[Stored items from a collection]

== == ==

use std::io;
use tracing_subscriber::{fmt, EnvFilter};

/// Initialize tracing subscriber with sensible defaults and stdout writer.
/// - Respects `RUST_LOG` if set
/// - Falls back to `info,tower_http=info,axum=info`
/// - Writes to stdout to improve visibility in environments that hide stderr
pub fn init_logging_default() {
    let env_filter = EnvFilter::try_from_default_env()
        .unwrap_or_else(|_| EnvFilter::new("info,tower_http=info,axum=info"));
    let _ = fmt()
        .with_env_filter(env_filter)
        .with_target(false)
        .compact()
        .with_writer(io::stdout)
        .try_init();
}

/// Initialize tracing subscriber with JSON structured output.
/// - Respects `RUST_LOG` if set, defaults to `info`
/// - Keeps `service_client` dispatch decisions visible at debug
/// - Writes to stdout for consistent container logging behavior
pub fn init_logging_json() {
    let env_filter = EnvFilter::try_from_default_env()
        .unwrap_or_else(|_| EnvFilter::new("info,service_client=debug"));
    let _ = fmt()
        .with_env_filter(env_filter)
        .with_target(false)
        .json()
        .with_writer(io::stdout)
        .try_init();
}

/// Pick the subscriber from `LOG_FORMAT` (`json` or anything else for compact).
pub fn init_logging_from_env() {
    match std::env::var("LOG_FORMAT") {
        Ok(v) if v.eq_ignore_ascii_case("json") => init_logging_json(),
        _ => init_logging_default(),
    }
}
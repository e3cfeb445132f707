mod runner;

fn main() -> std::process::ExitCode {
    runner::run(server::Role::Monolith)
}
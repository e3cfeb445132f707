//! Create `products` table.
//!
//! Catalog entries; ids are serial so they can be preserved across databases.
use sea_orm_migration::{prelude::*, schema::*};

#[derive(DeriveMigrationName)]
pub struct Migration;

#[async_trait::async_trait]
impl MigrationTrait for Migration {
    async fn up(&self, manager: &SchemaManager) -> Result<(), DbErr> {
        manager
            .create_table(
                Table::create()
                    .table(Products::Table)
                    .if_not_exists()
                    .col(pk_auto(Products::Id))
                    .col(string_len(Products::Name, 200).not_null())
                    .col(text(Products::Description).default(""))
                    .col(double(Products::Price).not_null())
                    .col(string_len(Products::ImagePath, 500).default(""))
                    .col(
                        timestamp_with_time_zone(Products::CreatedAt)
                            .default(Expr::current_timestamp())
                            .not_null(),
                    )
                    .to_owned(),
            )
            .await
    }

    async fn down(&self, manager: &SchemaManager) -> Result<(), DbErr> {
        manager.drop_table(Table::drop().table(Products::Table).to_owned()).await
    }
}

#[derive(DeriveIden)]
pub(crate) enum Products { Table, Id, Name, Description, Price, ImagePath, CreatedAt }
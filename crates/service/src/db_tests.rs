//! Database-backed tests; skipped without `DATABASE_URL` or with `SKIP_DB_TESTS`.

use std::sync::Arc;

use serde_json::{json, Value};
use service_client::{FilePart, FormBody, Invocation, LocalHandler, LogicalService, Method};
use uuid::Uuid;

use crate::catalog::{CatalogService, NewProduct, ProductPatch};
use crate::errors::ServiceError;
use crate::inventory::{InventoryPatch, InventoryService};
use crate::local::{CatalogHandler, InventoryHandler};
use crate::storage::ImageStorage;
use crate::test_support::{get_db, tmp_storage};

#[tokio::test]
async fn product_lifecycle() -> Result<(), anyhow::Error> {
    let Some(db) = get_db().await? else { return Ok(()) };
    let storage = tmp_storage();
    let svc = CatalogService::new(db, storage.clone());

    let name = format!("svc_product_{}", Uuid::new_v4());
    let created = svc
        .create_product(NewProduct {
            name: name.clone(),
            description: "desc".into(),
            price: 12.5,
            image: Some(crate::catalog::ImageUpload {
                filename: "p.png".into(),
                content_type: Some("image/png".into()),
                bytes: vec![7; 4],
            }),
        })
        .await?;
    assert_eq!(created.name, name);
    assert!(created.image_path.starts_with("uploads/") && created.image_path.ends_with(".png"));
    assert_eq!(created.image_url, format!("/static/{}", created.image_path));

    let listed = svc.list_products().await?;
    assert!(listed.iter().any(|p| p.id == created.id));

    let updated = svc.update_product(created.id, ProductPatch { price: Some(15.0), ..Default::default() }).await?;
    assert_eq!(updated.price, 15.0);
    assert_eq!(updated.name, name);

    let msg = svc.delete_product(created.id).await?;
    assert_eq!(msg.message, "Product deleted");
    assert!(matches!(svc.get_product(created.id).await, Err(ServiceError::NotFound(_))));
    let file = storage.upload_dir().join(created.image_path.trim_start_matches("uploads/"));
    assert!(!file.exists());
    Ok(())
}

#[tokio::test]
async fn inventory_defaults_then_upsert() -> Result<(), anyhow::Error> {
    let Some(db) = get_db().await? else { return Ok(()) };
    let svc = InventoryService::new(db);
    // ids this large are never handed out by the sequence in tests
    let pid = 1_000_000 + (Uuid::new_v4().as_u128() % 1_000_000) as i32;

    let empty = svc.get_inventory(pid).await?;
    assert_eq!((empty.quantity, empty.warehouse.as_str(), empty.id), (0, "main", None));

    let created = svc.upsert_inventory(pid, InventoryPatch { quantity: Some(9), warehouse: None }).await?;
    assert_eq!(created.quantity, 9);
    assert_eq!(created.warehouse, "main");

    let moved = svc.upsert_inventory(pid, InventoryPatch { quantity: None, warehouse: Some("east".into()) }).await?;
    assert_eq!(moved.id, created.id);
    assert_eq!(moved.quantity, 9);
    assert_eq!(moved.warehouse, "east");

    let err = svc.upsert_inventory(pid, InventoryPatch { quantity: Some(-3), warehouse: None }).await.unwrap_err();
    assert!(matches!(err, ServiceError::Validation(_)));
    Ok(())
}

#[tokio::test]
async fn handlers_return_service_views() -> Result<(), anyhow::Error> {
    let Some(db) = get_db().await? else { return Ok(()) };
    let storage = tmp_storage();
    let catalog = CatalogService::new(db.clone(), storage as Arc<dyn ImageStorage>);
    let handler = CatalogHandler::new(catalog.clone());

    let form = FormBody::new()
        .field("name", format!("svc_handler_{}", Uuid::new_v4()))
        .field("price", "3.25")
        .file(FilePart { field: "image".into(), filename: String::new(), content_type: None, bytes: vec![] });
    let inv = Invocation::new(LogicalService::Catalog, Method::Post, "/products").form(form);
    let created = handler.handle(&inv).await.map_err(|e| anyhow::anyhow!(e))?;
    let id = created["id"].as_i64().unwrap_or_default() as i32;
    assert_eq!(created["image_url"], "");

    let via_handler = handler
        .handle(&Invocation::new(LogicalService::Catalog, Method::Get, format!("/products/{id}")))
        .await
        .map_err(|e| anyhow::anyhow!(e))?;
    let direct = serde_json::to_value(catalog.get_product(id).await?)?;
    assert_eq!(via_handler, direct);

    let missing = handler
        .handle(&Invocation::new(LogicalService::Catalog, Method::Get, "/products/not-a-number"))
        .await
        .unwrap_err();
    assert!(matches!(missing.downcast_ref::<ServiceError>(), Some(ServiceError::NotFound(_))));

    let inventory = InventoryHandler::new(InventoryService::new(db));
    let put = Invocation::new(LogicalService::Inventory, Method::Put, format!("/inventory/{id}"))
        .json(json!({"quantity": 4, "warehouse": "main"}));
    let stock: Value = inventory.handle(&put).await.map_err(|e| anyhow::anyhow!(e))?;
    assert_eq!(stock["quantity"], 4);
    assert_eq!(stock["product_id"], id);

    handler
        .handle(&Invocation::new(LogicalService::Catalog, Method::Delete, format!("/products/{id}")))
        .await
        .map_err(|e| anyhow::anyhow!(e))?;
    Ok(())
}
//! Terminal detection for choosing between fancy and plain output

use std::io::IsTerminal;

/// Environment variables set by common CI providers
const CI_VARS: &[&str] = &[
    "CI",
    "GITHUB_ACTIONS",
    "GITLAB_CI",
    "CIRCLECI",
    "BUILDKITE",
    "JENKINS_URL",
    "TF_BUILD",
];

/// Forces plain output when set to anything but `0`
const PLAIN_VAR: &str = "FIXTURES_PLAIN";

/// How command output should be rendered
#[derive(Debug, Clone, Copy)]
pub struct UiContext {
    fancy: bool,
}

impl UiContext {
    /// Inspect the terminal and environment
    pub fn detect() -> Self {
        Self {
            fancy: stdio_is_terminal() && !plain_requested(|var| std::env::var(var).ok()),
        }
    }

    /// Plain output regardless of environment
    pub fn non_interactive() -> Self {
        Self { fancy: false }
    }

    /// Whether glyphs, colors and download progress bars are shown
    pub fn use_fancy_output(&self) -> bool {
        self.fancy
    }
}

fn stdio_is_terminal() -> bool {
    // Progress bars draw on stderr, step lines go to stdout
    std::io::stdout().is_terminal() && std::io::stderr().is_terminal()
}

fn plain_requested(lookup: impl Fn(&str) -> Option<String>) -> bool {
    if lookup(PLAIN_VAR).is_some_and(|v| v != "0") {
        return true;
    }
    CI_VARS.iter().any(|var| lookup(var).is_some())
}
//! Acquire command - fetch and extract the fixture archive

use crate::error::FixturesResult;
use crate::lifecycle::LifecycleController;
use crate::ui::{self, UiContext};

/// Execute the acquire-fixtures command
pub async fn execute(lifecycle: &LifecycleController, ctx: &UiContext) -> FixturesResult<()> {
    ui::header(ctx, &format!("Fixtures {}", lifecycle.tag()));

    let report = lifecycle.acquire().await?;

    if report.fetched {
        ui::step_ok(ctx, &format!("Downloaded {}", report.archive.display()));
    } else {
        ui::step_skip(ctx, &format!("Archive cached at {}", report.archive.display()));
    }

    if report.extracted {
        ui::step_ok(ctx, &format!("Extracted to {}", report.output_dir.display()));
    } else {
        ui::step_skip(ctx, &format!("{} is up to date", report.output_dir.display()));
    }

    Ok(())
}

== == ==

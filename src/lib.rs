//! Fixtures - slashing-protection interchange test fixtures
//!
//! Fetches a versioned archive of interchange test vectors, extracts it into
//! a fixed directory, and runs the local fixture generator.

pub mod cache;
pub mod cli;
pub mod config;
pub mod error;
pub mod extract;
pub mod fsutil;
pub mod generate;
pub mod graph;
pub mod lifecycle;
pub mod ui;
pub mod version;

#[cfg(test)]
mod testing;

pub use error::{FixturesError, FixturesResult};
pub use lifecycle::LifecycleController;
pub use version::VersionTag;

== == ==

REQUIREMENT:
If a line of the records above holds the word "InventoryService", show it.

ANSWER TO THE EXERCISE:
use crate::inventory::{InventoryPatch, InventoryService};
    let svc = InventoryService::new(db);
    let inventory = InventoryHandler::new(InventoryService::new(db));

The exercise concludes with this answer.